House Homeland Security Committee Chairman Michael McCaul (R-Tex.) drafted the bill, known as the “National Cybersecurity and Critical Infrastructure Protection Act.” McCaul spoke about the effort at AMWA’s Water Policy Conference in March and told attendees that his bill would not impose “heavy-handed regulations” on critical infrastructure owners and operators. The draft measure appears to keep that promise, though it would establish an intensive system to guide industry development of voluntary cybersecurity standards.
The bill would also require SCCs to develop guidelines “to mitigate cyber risks” within their sectors and take steps to encourage owners and operators to voluntarily adopt these guidelines. The federal government is already at work developing voluntary guidelines under the recent White House Executive Order on cybersecurity. The bill would put this responsibility in the hands of industry.

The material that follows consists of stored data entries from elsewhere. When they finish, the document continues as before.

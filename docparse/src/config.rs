//! Application configuration management.
//!
//! Configuration is loaded from a YAML file with environment variable overrides. The configuration
//! file path defaults to `config.yaml` but can be specified via `-f` flag or `DOCPARSE_CONFIG`
//! environment variable. A missing file is fine: every field has a default.
//!
//! ## Loading Priority
//!
//! 1. **YAML config file** - Base configuration (default: `config.yaml`)
//! 2. **Environment variables** - Variables prefixed with `DOCPARSE_` override YAML values
//!
//! For nested config values, use double underscores in environment variables. For example,
//! `DOCPARSE_STORAGE__UPLOADS_DIR=/var/lib/docparse/uploads` sets the `storage.uploads_dir` field.
//!
//! ## Environment Variable Examples
//!
//! ```bash
//! # Override server port
//! DOCPARSE_PORT=8080
//!
//! # Allow 20 MiB uploads
//! DOCPARSE_LIMITS__MAX_FILE_SIZE=20971520
//! ```

use clap::Parser;
use figment::{
    Figment,
    providers::{Env, Format, Yaml},
};
use serde::{Deserialize, Serialize};
use std::path::PathBuf;
use url::Url;

use crate::errors::Error;

/// Simple CLI args - just for specifying config file
#[derive(Parser, Debug)]
#[command(author, version, about, long_about = None)]
pub struct Args {
    /// Path to configuration file
    #[arg(short = 'f', long, env = "DOCPARSE_CONFIG", default_value = "config.yaml")]
    pub config: String,

    /// Validate configuration and exit without starting the server.
    #[arg(long)]
    pub validate: bool,
}

/// Main application configuration.
#[derive(Debug, Clone, Deserialize, Serialize)]
#[serde(default, deny_unknown_fields)]
pub struct Config {
    /// HTTP server host to bind to (e.g., "0.0.0.0" for all interfaces)
    pub host: String,
    /// HTTP server port to bind to
    pub port: u16,
    /// Scratch directories for staged uploads and extracted text
    pub storage: StorageConfig,
    /// Upload limits
    pub limits: LimitsConfig,
    /// Number of characters of extracted text echoed back in `textPreview`
    pub preview_length: usize,
    /// CORS configuration for browser clients
    pub cors: CorsConfig,
    /// Enable Prometheus metrics endpoint at `/internal/metrics`
    pub enable_metrics: bool,
    /// Enable OpenTelemetry OTLP export for distributed tracing
    pub enable_otel_export: bool,
}

/// Filesystem layout, relative to the working directory unless absolute.
#[derive(Debug, Clone, Deserialize, Serialize)]
#[serde(default, deny_unknown_fields)]
pub struct StorageConfig {
    /// Staging area for uploaded files. Each file is removed when its request completes.
    pub uploads_dir: PathBuf,
    /// Extracted text artifacts. Never cleaned up by the service.
    pub output_dir: PathBuf,
}

impl Default for StorageConfig {
    fn default() -> Self {
        Self {
            uploads_dir: PathBuf::from("uploads"),
            output_dir: PathBuf::from("temp"),
        }
    }
}

#[derive(Debug, Clone, Deserialize, Serialize)]
#[serde(default, deny_unknown_fields)]
pub struct LimitsConfig {
    /// Maximum size in bytes of an uploaded document.
    /// Default: 10MB
    pub max_file_size: u64,
}

impl Default for LimitsConfig {
    fn default() -> Self {
        Self {
            max_file_size: 10 * 1024 * 1024, // 10MB
        }
    }
}

/// CORS (Cross-Origin Resource Sharing) configuration.
#[derive(Debug, Clone, Deserialize, Serialize)]
#[serde(default, deny_unknown_fields)]
pub struct CorsConfig {
    /// Allowed origins for CORS requests
    pub allowed_origins: Vec<CorsOrigin>,
    /// Cache preflight requests for this many seconds
    pub max_age: Option<u64>,
}

impl Default for CorsConfig {
    fn default() -> Self {
        Self {
            allowed_origins: vec![CorsOrigin::Wildcard],
            max_age: Some(3600), // Cache preflight for 1 hour
        }
    }
}

#[derive(Debug, Clone, Deserialize, Serialize, PartialEq)]
#[serde(untagged)]
pub enum CorsOrigin {
    /// Allow all origins (`*`)
    #[serde(deserialize_with = "parse_wildcard", serialize_with = "serialize_wildcard")]
    Wildcard,
    /// Specific origin URL (e.g., `https://app.example.com`)
    #[serde(deserialize_with = "parse_url")]
    Url(Url),
}

fn parse_wildcard<'de, D>(deserializer: D) -> Result<(), D::Error>
where
    D: serde::Deserializer<'de>,
{
    let s: String = Deserialize::deserialize(deserializer)?;
    if s == "*" {
        Ok(())
    } else {
        Err(serde::de::Error::custom("Expected '*'"))
    }
}

fn serialize_wildcard<S>(serializer: S) -> Result<S::Ok, S::Error>
where
    S: serde::Serializer,
{
    serializer.serialize_str("*")
}

fn parse_url<'de, D>(deserializer: D) -> Result<Url, D::Error>
where
    D: serde::Deserializer<'de>,
{
    let s: String = Deserialize::deserialize(deserializer)?;
    Url::parse(&s).map_err(serde::de::Error::custom)
}

impl Default for Config {
    fn default() -> Self {
        Self {
            host: "0.0.0.0".to_string(),
            port: 3000,
            storage: StorageConfig::default(),
            limits: LimitsConfig::default(),
            preview_length: 200,
            cors: CorsConfig::default(),
            enable_metrics: false,
            enable_otel_export: false,
        }
    }
}

impl Config {
    #[allow(clippy::result_large_err)]
    pub fn load(args: &Args) -> Result<Self, figment::Error> {
        let config: Self = Self::figment(args).extract()?;
        config.validate().map_err(|e| figment::Error::from(e.to_string()))?;
        Ok(config)
    }

    /// Validate the configuration for consistency and required fields
    pub fn validate(&self) -> Result<(), Error> {
        if self.limits.max_file_size == 0 {
            return Err(Error::Other(anyhow::anyhow!(
                "Config validation: limits.max_file_size must be greater than zero"
            )));
        }

        if self.preview_length == 0 {
            return Err(Error::Other(anyhow::anyhow!(
                "Config validation: preview_length must be greater than zero"
            )));
        }

        if self.storage.uploads_dir.as_os_str().is_empty() || self.storage.output_dir.as_os_str().is_empty() {
            return Err(Error::Other(anyhow::anyhow!(
                "Config validation: storage.uploads_dir and storage.output_dir must not be empty"
            )));
        }

        // Staged uploads are deleted per request, so sharing a directory would eat the artifacts' neighbours
        if self.storage.uploads_dir == self.storage.output_dir {
            return Err(Error::Other(anyhow::anyhow!(
                "Config validation: storage.uploads_dir and storage.output_dir must be different directories (both are {})",
                self.storage.uploads_dir.display()
            )));
        }

        Ok(())
    }

    pub fn figment(args: &Args) -> Figment {
        Figment::new()
            // Load base config file
            .merge(Yaml::file(&args.config))
            // Environment variables override specific values
            .merge(Env::prefixed("DOCPARSE_").split("__"))
    }

    pub fn bind_address(&self) -> String {
        format!("{}:{}", self.host, self.port)
    }
}
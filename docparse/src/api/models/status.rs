use serde::{Deserialize, Serialize};
use utoipa::ToSchema;

#[derive(Debug, Serialize, Deserialize, ToSchema)]
pub struct StatusResponse {
    #[schema(example = "Server is running")]
    pub status: String,
}
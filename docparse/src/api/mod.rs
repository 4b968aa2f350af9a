//! HTTP API: request handlers and response models.
//!
//! - **[`handlers`]**: Axum route handlers
//! - **[`models`]**: JSON response bodies
//!
//! # Routes
//!
//! - `GET /test`: liveness message
//! - `POST /parse-document`: upload a PDF or Word file (multipart field `document`) and get its
//!   text back
//!
//! All endpoints are documented with `utoipa` and browsable at `/docs`.

pub mod handlers;
pub mod models;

Among its provisions, the draft bill would direct the Department of Homeland Security (DHS) to designate an ISAC “as the primary information sharing entity” for each critical infrastructure sector. ISACs would share actionable cyber risk assessments, inform sector planning on cyber incident protection options, provide risk mitigation and cyber incident response capabilities for sector members and safeguard cyber threat information from unauthorized disclosure. Most critical infrastructure sectors have already established ISACs, such as WaterISAC, which AMWA operates.
McCaul's bill also directs DHS to develop a national “see something, say something” campaign to encourage individuals, particularly owners and operators, to proactively report cyber threat information to DHS's National Cybersecurity and Communications Integration Center.
Speaking to reporters last week, McCaul reiterated that his bill would include “no regulations,” but only “industry-driven” standards and best practices. Assuming the measure advances through subcommittee this week, the full Homeland Security Committee could consider the bill before the end of the month.